Welcome to Experts Exchange

Add your voice to the tech community where 5M+ people, just like you, are talking about what matters.

  • Help others & share knowledge
  • Earn cash & points
  • Learn & ask questions

Computer intermittently losing hard drives

Posted on 2006-11-08
Last Modified: 2012-08-14
Hello, Experts.

My computer has been intermittently losing 1 or 2 hard drives ever since I built it.  It is a home built computer running Windows XP with the relevant hardware being an Antec 450W power supply, Intel D945Pvs system board (82801 GR I/O controller hub with ICH7-R) and 3 Maxtor 250GB SATA hard drives of various different models including 6L250S0, 6V250F0, 7V250F0, 6L25020 with most of the space in a RAID-5 configuration.  About every 2-6 weeks 1 or 2 drives in the RAID fail.  

When just 1 drive goes down, the computer will reboot (I actually have an 8GB RAID-0 partition divided equally between the 3 drives for my swap file, and the remaining space on the 3 drives is used in a RAID-5 configuration) because the swap file is no longer available to read or write to.  Sometimes it will run just long enough to tell me that a drive from the RAID set is missing, and give me some errors about the swap file.  After the reboot, and during the POST, the hardware RAID shows 1 drive missing, and then the computer comes back in Windows with the swap file disabled and it runs in a degraded state.  Restarting the computer does not solve the problem, but shutting the computer all the way down and powering it back up allows the drive to be seen, and it gets rebuilt and works again for a few weeks.  

When 2 drives go down they appear to go down at the exact same time.  The computer reboots and during POST the RAID shows 2 drives missing.  Pressing the RESET button or warm booting do not solve the problem.  A power cycle does let both drives to be seen, and I have to go into the RAID configuration and tell it to recover the volumes.  Then it then boots to Windows and rebuilds the RAID set.  After this happened about the 3rd time, I started taking notes.  

Sometimes it happens when I am using the computer and sometimes it happens when I am not at my computer.
The problem does not follow any particular drive or drives.
The problem does not follow any particular SATA port or ports.

The first thing I did was upgrade the BIOS to the latest version. Did not fix the problem.
Then I replaced the SATA cables. Did not fix the problem.
Then I replaced the drive that was failing the most with a brand new drive (still Maxtor, but different model). Did not fix the problem.
Then I replaced the system board with a brand new Intel D945Pvs, and replaced the SATA cables again at the same time. Did not fix the problem.
Then I replaced all 3 drives at once. Did not fix the problem.
Then it happened to the same 2 drives twice in a row, and those drives happened to be on the same SATA power cable coming from the power supply.  So I swapped power connectors on the drives, but it happened again on one of the same drives on the new power connector.
The hottest spot on the external of the hottest drive in the cage is 33 degrees Celsius (I can't read the SMART info because of the hardware RAID), so I don't think it is a thermal issue.
I also replaced a couple more hard drives in between these steps with various models.
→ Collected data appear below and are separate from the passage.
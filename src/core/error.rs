use thiserror::Error;

use crate::core::types::{EntityId, KeyParseError};
use crate::sync::codec::DecodeError;

#[derive(Error, Debug)]
pub enum SyncError {
    #[error("Entity not tracked: {0}")]
    EntityNotTracked(EntityId),

    #[error("Entity {0} is authoritative here; replicated update refused")]
    NotReplica(EntityId),

    #[error("Invalid attribute key: {0}")]
    InvalidKey(#[from] KeyParseError),

    #[error("Decode error: {0}")]
    Decode(#[from] DecodeError),

    #[error("Invalid configuration: {0}")]
    InvalidConfig(String),

    #[error("IO error: {0}")]
    IoError(#[from] std::io::Error),

    #[error("Serialization error: {0}")]
    SerdeError(#[from] serde_json::Error),

    #[error("TOML error: {0}")]
    TomlError(#[from] toml::de::Error),
}

pub type Result<T> = std::result::Result<T, SyncError>;
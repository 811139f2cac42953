//! Attribute key to modifier identity lookup
//!
//! Populated once at startup, then shared behind an `Arc` and only read.

use crate::core::config::SyncConfig;
use crate::core::types::{AttributeKey, ModifierIdentity};
use ahash::AHashMap;

/// Maps attribute keys to the identity tagging their live modifier
#[derive(Debug, Clone, Default)]
pub struct ModifierIdentityResolver {
    identities: AHashMap<AttributeKey, ModifierIdentity>,
}

impl ModifierIdentityResolver {
    pub fn new() -> Self {
        Self::default()
    }

    /// Build the table from the configured attributes
    ///
    /// Attributes without an explicit identity get one derived from their key.
    pub fn from_config(config: &SyncConfig) -> Self {
        let mut resolver = Self::new();
        for def in &config.attributes {
            match def.identity {
                Some(uuid) => {
                    resolver.register(def.key.clone(), ModifierIdentity(uuid));
                }
                None => {
                    resolver.register_derived(def.key.clone());
                }
            }
        }
        resolver
    }

    /// Register an explicit identity, returning the one it replaced
    pub fn register(
        &mut self,
        key: AttributeKey,
        identity: ModifierIdentity,
    ) -> Option<ModifierIdentity> {
        self.identities.insert(key, identity)
    }

    /// Register a key under its derived identity
    pub fn register_derived(&mut self, key: AttributeKey) -> ModifierIdentity {
        let identity = ModifierIdentity::derive(&key);
        self.identities.insert(key, identity);
        identity
    }

    pub fn identity_for(&self, key: &AttributeKey) -> Option<ModifierIdentity> {
        self.identities.get(key).copied()
    }

    pub fn keys(&self) -> impl Iterator<Item = &AttributeKey> + '_ {
        self.identities.keys()
    }

    pub fn len(&self) -> usize {
        self.identities.len()
    }

    pub fn is_empty(&self) -> bool {
        self.identities.is_empty()
    }
}
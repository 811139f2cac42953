//! Boundary to the host's live attribute system
//!
//! The store never owns live modifiers. It tags each one with the key's
//! [`ModifierIdentity`] and finds it again by that identity.

use crate::attributes::resolver::ModifierIdentityResolver;
use crate::core::config::SyncConfig;
use crate::core::types::{AttributeKey, EntityId, ModifierIdentity};
use ahash::AHashMap;
use std::sync::{Arc, Mutex, MutexGuard, PoisonError};

/// Operations the store needs from the host's attribute system
///
/// Implementations use interior mutability; one instance is shared by every
/// store in the process.
pub trait LiveAttributes: Send + Sync {
    /// Attach a new additive modifier tagged with `identity`
    fn add_modifier(&self, entity: EntityId, identity: ModifierIdentity, magnitude: f64);

    /// Change the magnitude of an existing modifier in place
    fn update_modifier(&self, entity: EntityId, identity: ModifierIdentity, magnitude: f64);

    fn remove_modifier(&self, entity: EntityId, identity: ModifierIdentity);

    fn has_modifier(&self, entity: EntityId, identity: ModifierIdentity) -> bool;

    /// Clamp a proposed value into the attribute's declared range
    fn clamp(&self, key: &AttributeKey, value: f64) -> f64;

    /// Current effective value of an attribute, if the attribute exists
    fn attribute_value(&self, entity: EntityId, key: &AttributeKey) -> Option<f64>;
}

/// Declared range of one attribute
#[derive(Debug, Clone, Copy, PartialEq)]
pub struct AttributeRange {
    pub min: f64,
    pub max: f64,
    pub base: f64,
}

impl AttributeRange {
    pub fn clamp(&self, value: f64) -> f64 {
        value.max(self.min).min(self.max)
    }
}

#[derive(Debug, Default)]
struct EntityModifiers {
    modifiers: AHashMap<ModifierIdentity, f64>,
    bases: AHashMap<AttributeKey, f64>,
}

/// Process-local live attribute table
///
/// Effective value = base + the additive modifier tagged with the key's
/// identity, clamped to the declared range.
#[derive(Debug)]
pub struct InMemoryLiveAttributes {
    ranges: AHashMap<AttributeKey, AttributeRange>,
    resolver: Arc<ModifierIdentityResolver>,
    entities: Mutex<AHashMap<EntityId, EntityModifiers>>,
}

impl InMemoryLiveAttributes {
    pub fn new(resolver: Arc<ModifierIdentityResolver>) -> Self {
        Self {
            ranges: AHashMap::new(),
            resolver,
            entities: Mutex::new(AHashMap::new()),
        }
    }

    /// Declare every configured attribute with its range and base value
    pub fn from_config(config: &SyncConfig, resolver: Arc<ModifierIdentityResolver>) -> Self {
        let mut live = Self::new(resolver);
        for def in &config.attributes {
            live.declare(
                def.key.clone(),
                AttributeRange {
                    min: def.min,
                    max: def.max,
                    base: def.base,
                },
            );
        }
        live
    }

    pub fn declare(&mut self, key: AttributeKey, range: AttributeRange) {
        self.ranges.insert(key, range);
    }

    /// Override the base value of one attribute for one entity
    pub fn set_base_value(&self, entity: EntityId, key: AttributeKey, value: f64) {
        self.lock().entry(entity).or_default().bases.insert(key, value);
    }

    /// Magnitude of the modifier tagged with `identity`, if attached
    pub fn modifier(&self, entity: EntityId, identity: ModifierIdentity) -> Option<f64> {
        self.lock()
            .get(&entity)
            .and_then(|e| e.modifiers.get(&identity).copied())
    }

    pub fn modifier_count(&self, entity: EntityId) -> usize {
        self.lock().get(&entity).map_or(0, |e| e.modifiers.len())
    }

    fn lock(&self) -> MutexGuard<'_, AHashMap<EntityId, EntityModifiers>> {
        self.entities.lock().unwrap_or_else(PoisonError::into_inner)
    }
}

impl LiveAttributes for InMemoryLiveAttributes {
    fn add_modifier(&self, entity: EntityId, identity: ModifierIdentity, magnitude: f64) {
        let previous = self
            .lock()
            .entry(entity)
            .or_default()
            .modifiers
            .insert(identity, magnitude);
        if previous.is_some() {
            tracing::warn!(%entity, %identity, "modifier added twice; replaced existing");
        }
    }

    fn update_modifier(&self, entity: EntityId, identity: ModifierIdentity, magnitude: f64) {
        let mut entities = self.lock();
        match entities
            .get_mut(&entity)
            .and_then(|e| e.modifiers.get_mut(&identity))
        {
            Some(existing) => *existing = magnitude,
            None => tracing::warn!(%entity, %identity, "update of missing modifier ignored"),
        }
    }

    fn remove_modifier(&self, entity: EntityId, identity: ModifierIdentity) {
        if let Some(e) = self.lock().get_mut(&entity) {
            e.modifiers.remove(&identity);
        }
    }

    fn has_modifier(&self, entity: EntityId, identity: ModifierIdentity) -> bool {
        self.lock()
            .get(&entity)
            .is_some_and(|e| e.modifiers.contains_key(&identity))
    }

    fn clamp(&self, key: &AttributeKey, value: f64) -> f64 {
        match self.ranges.get(key) {
            Some(range) => range.clamp(value),
            None => value,
        }
    }

    fn attribute_value(&self, entity: EntityId, key: &AttributeKey) -> Option<f64> {
        let range = self.ranges.get(key)?;
        let identity = self.resolver.identity_for(key);
        let entities = self.lock();
        let held = entities.get(&entity);

        let base = held
            .and_then(|e| e.bases.get(key).copied())
            .unwrap_or(range.base);
        let modifier = match (held, identity) {
            (Some(e), Some(id)) => e.modifiers.get(&id).copied().unwrap_or(0.0),
            _ => 0.0,
        };

        Some(range.clamp(base + modifier))
    }
}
I am about out of ideas.  Sorry for the long post, but I wanted to include all information I thought relevant.  Please let me know if you have any more ideas or things to try.
Question by:GuruGary
  • 5
  • 3
  • 2
  • +1
LVL 34

Expert Comment

ID: 17903887
First just like to say in the future stay away from Maxtor they use to make good drives but in the last few years they royally suck and are failing left and right. I think the main issue is how the raid is setup in my experience its a bad idea to create multiple arrays on the same set of drives, worse if they are different raid types.  Have you tryed creating only 1 array (1 big raid 5)?
LVL 88

Accepted Solution

rindi earned 350 total points
ID: 17904174
I'm also one of those who is never again going to buy a new maxtor if I can help it. All maxtors I've seen have been very reliable in one thing, they never last more than 3 months! Having said that I have no idea whether they have improved on their quality in the last 2 years, and I recently heard a rumour maxtor was taken by seagate, and seagates are very reliable!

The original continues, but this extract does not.